**Task to complete**
The entries below are to be written out again without alteration.

**Available data**

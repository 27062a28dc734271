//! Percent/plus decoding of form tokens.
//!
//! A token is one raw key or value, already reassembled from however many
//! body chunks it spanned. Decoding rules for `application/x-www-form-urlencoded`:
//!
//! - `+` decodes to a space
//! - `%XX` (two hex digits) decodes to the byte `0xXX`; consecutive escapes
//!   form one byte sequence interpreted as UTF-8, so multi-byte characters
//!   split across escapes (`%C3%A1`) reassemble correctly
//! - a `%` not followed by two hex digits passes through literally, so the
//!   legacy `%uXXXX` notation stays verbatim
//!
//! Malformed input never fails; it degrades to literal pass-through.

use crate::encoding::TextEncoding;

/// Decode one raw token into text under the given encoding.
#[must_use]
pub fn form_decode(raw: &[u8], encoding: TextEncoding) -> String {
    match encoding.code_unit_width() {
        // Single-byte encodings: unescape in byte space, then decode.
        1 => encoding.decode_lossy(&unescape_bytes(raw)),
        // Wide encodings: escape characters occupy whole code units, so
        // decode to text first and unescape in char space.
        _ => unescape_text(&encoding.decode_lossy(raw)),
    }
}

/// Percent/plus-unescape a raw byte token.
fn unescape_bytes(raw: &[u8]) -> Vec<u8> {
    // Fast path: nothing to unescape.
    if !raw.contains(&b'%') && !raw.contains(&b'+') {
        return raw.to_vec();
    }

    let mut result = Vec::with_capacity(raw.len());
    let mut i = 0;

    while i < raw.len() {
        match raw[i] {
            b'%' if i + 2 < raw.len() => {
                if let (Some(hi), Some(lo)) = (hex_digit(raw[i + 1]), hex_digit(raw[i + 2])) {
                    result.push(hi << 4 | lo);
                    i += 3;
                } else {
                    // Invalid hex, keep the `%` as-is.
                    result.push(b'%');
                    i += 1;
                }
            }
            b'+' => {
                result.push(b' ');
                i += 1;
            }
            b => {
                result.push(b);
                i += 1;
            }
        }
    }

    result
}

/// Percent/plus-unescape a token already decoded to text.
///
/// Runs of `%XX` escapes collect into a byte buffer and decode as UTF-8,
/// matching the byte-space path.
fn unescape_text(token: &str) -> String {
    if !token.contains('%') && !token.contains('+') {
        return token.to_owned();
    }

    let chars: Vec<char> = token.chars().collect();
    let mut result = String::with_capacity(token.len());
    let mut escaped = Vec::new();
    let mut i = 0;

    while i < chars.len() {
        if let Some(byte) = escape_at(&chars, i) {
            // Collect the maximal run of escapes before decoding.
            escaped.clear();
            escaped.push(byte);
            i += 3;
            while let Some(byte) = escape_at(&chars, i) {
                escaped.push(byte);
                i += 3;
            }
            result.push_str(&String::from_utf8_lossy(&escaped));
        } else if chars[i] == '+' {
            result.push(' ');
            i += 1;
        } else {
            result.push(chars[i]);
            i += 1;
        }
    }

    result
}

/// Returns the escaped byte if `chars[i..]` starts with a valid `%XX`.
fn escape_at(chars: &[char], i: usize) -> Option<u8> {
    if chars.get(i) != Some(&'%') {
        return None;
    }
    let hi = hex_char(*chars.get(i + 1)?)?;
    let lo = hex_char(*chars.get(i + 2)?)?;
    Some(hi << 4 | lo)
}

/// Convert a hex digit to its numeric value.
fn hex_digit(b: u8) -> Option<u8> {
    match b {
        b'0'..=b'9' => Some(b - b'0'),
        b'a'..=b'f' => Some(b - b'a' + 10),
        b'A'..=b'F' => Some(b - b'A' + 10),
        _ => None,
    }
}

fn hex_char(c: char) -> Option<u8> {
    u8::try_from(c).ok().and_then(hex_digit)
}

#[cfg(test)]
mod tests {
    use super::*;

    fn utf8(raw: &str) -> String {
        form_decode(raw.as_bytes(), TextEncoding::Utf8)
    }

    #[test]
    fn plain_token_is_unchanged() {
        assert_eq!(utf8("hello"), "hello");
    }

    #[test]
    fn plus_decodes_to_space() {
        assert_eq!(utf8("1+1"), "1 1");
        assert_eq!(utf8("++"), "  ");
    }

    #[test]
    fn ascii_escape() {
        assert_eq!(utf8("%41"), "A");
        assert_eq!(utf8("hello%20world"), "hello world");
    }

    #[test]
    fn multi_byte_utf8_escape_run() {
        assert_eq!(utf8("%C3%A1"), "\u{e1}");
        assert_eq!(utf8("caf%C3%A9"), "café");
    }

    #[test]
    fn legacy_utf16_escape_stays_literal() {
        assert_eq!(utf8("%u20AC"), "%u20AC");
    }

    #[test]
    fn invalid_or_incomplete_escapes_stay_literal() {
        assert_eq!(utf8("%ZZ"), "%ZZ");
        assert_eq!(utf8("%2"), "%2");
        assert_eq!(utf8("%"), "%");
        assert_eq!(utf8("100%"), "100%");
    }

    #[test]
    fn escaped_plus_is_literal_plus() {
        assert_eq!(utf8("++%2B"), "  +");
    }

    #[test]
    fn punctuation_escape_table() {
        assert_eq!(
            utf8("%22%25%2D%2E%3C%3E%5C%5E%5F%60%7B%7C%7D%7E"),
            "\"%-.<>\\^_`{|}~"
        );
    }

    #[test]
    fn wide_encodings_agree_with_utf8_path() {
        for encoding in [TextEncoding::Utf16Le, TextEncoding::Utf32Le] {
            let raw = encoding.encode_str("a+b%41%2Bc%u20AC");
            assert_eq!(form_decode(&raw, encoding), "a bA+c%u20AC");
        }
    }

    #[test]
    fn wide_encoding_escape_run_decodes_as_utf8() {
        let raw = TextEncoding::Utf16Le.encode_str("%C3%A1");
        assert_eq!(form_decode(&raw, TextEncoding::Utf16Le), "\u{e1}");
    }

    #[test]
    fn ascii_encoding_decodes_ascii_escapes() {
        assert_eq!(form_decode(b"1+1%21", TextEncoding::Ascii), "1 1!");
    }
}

**Exercise solution**
repository 27062a28dc734271
//! Percent/plus decoding of form tokens.
//!
//! A token is one raw key or value, already reassembled from however many
//! body chunks it spanned. Decoding rules for `application/x-www-form-urlencoded`:
//!
//! - `+` decodes to a space
//! - `%XX` (two hex digits) decodes to the byte `0xXX`; consecutive escapes
//!   form one byte sequence interpreted as UTF-8, so multi-byte characters
//!   split across escapes (`%C3%A1`) reassemble correctly
//! - a `%` not followed by two hex digits passes through literally, so the
//!   legacy `%uXXXX` notation stays verbatim
//!
//! Malformed input never fails; it degrades to literal pass-through.

use crate::encoding::TextEncoding;

/// Decode one raw token into text under the given encoding.
#[must_use]
pub fn form_decode(raw: &[u8], encoding: TextEncoding) -> String {
    match encoding.code_unit_width() {
        // Single-byte encodings: unescape in byte space, then decode.
        1 => encoding.decode_lossy(&unescape_bytes(raw)),
        // Wide encodings: escape characters occupy whole code units, so
        // decode to text first and unescape in char space.
        _ => unescape_text(&encoding.decode_lossy(raw)),
    }
}

/// Percent/plus-unescape a raw byte token.
fn unescape_bytes(raw: &[u8]) -> Vec<u8> {
    // Fast path: nothing to unescape.
    if !raw.contains(&b'%') && !raw.contains(&b'+') {
        return raw.to_vec();
    }

    let mut result = Vec::with_capacity(raw.len());
    let mut i = 0;

    while i < raw.len() {
        match raw[i] {
            b'%' if i + 2 < raw.len() => {
                if let (Some(hi), Some(lo)) = (hex_digit(raw[i + 1]), hex_digit(raw[i + 2])) {
                    result.push(hi << 4 | lo);
                    i += 3;
                } else {
                    // Invalid hex, keep the `%` as-is.
                    result.push(b'%');
                    i += 1;
                }
            }
            b'+' => {
                result.push(b' ');
                i += 1;
            }
            b => {
                result.push(b);
                i += 1;
            }
        }
    }

    result
}

/// Percent/plus-unescape a token already decoded to text.
///
/// Runs of `%XX` escapes collect into a byte buffer and decode as UTF-8,
/// matching the byte-space path.
fn unescape_text(token: &str) -> String {
    if !token.contains('%') && !token.contains('+') {
        return token.to_owned();
    }

    let chars: Vec<char> = token.chars().collect();
    let mut result = String::with_capacity(token.len());
    let mut escaped = Vec::new();
    let mut i = 0;

    while i < chars.len() {
        if let Some(byte) = escape_at(&chars, i) {
            // Collect the maximal run of escapes before decoding.
            escaped.clear();
            escaped.push(byte);
            i += 3;
            while let Some(byte) = escape_at(&chars, i) {
                escaped.push(byte);
                i += 3;
            }
            result.push_str(&String::from_utf8_lossy(&escaped));
        } else if chars[i] == '+' {
            result.push(' ');
            i += 1;
        } else {
            result.push(chars[i]);
            i += 1;
        }
    }

    result
}

/// Returns the escaped byte if `chars[i..]` starts with a valid `%XX`.
fn escape_at(chars: &[char], i: usize) -> Option<u8> {
    if chars.get(i) != Some(&'%') {
        return None;
    }
    let hi = hex_char(*chars.get(i + 1)?)?;
    let lo = hex_char(*chars.get(i + 2)?)?;
    Some(hi << 4 | lo)
}

/// Convert a hex digit to its numeric value.
fn hex_digit(b: u8) -> Option<u8> {
    match b {
        b'0'..=b'9' => Some(b - b'0'),
        b'a'..=b'f' => Some(b - b'a' + 10),
        b'A'..=b'F' => Some(b - b'A' + 10),
        _ => None,
    }
}

fn hex_char(c: char) -> Option<u8> {
    u8::try_from(c).ok().and_then(hex_digit)
}

#[cfg(test)]
mod tests {
    use super::*;

    fn utf8(raw: &str) -> String {
        form_decode(raw.as_bytes(), TextEncoding::Utf8)
    }

    #[test]
    fn plain_token_is_unchanged() {
        assert_eq!(utf8("hello"), "hello");
    }

    #[test]
    fn plus_decodes_to_space() {
        assert_eq!(utf8("1+1"), "1 1");
        assert_eq!(utf8("++"), "  ");
    }

    #[test]
    fn ascii_escape() {
        assert_eq!(utf8("%41"), "A");
        assert_eq!(utf8("hello%20world"), "hello world");
    }

    #[test]
    fn multi_byte_utf8_escape_run() {
        assert_eq!(utf8("%C3%A1"), "\u{e1}");
        assert_eq!(utf8("caf%C3%A9"), "café");
    }

    #[test]
    fn legacy_utf16_escape_stays_literal() {
        assert_eq!(utf8("%u20AC"), "%u20AC");
    }

    #[test]
    fn invalid_or_incomplete_escapes_stay_literal() {
        assert_eq!(utf8("%ZZ"), "%ZZ");
        assert_eq!(utf8("%2"), "%2");
        assert_eq!(utf8("%"), "%");
        assert_eq!(utf8("100%"), "100%");
    }

    #[test]
    fn escaped_plus_is_literal_plus() {
        assert_eq!(utf8("++%2B"), "  +");
    }

    #[test]
    fn punctuation_escape_table() {
        assert_eq!(
            utf8("%22%25%2D%2E%3C%3E%5C%5E%5F%60%7B%7C%7D%7E"),
            "\"%-.<>\\^_`{|}~"
        );
    }

    #[test]
    fn wide_encodings_agree_with_utf8_path() {
        for encoding in [TextEncoding::Utf16Le, TextEncoding::Utf32Le] {
            let raw = encoding.encode_str("a+b%41%2Bc%u20AC");
            assert_eq!(form_decode(&raw, encoding), "a bA+c%u20AC");
        }
    }

    #[test]
    fn wide_encoding_escape_run_decodes_as_utf8() {
        let raw = TextEncoding::Utf16Le.encode_str("%C3%A1");
        assert_eq!(form_decode(&raw, TextEncoding::Utf16Le), "\u{e1}");
    }

    #[test]
    fn ascii_encoding_decodes_ascii_escapes() {
        assert_eq!(form_decode(b"1+1%21", TextEncoding::Ascii), "1 1!");
    }
}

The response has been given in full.